Sahi Pro - Reading PDF Files in Sahi
During automation we sometimes need to verify contents of PDF files. A good open source library for reading PDF content is Apache PDFbox There are two ways to use PDFBox. One is to write our own code to extract content.
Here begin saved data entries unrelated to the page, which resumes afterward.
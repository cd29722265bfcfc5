//! Conversion between decimal KAS strings and integer sompi.
//!
//! Parsing is pure integer arithmetic; fractional digits past the eighth
//! are floored away.

use crate::WalletError;

/// Sompi in one KAS.
pub const SOMPI_PER_KAS: u64 = 100_000_000;

/// Number of decimal places in one KAS.
pub const DECIMALS: usize = 8;

/// Parse a decimal KAS amount such as `"1.5"` into sompi.
///
/// # Arguments
/// * `s` - Digits with at most one `.`; surrounding whitespace is ignored.
///
/// # Returns
/// The amount in sompi, or `InvalidAmount` for malformed input or overflow.
pub fn parse_kas(s: &str) -> Result<u64, WalletError> {
    let trimmed = s.trim();
    let invalid = || WalletError::InvalidAmount(s.to_string());

    let (whole, frac) = match trimmed.split_once('.') {
        Some((w, f)) => (w, f),
        None => (trimmed, ""),
    };
    if whole.is_empty() && frac.is_empty() {
        return Err(invalid());
    }
    if !whole.bytes().all(|b| b.is_ascii_digit()) || !frac.bytes().all(|b| b.is_ascii_digit()) {
        return Err(invalid());
    }

    let whole_sompi = if whole.is_empty() {
        0
    } else {
        whole
            .parse::<u64>()
            .ok()
            .and_then(|w| w.checked_mul(SOMPI_PER_KAS))
            .ok_or_else(invalid)?
    };

    let mut frac_digits: String = frac.chars().take(DECIMALS).collect();
    while frac_digits.len() < DECIMALS {
        frac_digits.push('0');
    }
    let frac_sompi = frac_digits.parse::<u64>().map_err(|_| invalid())?;

    whole_sompi.checked_add(frac_sompi).ok_or_else(invalid)
}

/// Format sompi as a decimal KAS string, trimming trailing zeros.
pub fn format_sompi(sompi: u64) -> String {
    let whole = sompi / SOMPI_PER_KAS;
    let frac = sompi % SOMPI_PER_KAS;
    if frac == 0 {
        return whole.to_string();
    }
    let frac = format!("{:0width$}", frac, width = DECIMALS);
    format!("{}.{}", whole, frac.trim_end_matches('0'))
}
The other simpler way is to use pdfbox-app which helps extract the text content from pdf files easily from the command line.Prerequisites
- Download pdfbox-app-1.7.1.jar from http://pdfbox.apache.org/download.html
- Copy it to sahi/userdata/extlib/pdfbox folder (create if required)
- Copy the code below to
sahi/userdata/scripts/pdf_pdfboxapp.sah
- Copy Gandhiji.pdf.pdf and save it in
sahi/userdata/scripts/
Code
_log("Download pdfbox-app-1.7.1.jar from http://pdfbox.apache.org/download.html", "CUSTOM");
_log("Copy it to sahi/userdata/extlib/pdfbox folder (create if required)", "CUSTOM");
/**
<ul><li>Reads PDF file and shows the text in the page itself.</li>
<li>Useful for adding assertions</li>
<li>@param $pdf</li>
</ul>
*/
function showPDFText($pdf) {
var $pdfboxAppJarPath = _userDataPath("extlib\\pdfbox\\pdfbox-app-1.7.1.jar");
var $pdf = _resolvePath($pdf);
var $data = _execute("java -jar " + $pdfboxAppJarPath + " ExtractText -console -html " + $pdf, true);
_call(document.body.innerHTML = $data);
}
/**
<ul><li>Reads PDF file and returns the contents as a string</li>
<li>@param $pdf</li>
<li>@returns string text contents of the PDF file</li>
</ul>
*/
function getPDFText($pdf) {
var $pdfboxAppJarPath = _userDataPath("extlib\\pdfbox\\pdfbox-app-1.7.1.jar");
var $pdf = _resolvePath($pdf);
var $data = _execute("java -jar " + $pdfboxAppJarPath + " ExtractText -console -text " + $pdf, true);
return $data;
}
var $pdf = "Gandhiji.pdf";
showPDFText($pdf);
_assertContainsText("2 October 1869", _paragraph("/Born/"));
_assertContainsText("30 January 1948", _paragraph("/Died/"));
In the code above, we use pdfbox-app-x.x.x.jar to convert our pdf to text.The
getPDFText
function returns the text, whileshowPDFText
shows it in the currently open page itself, by replacing the html body.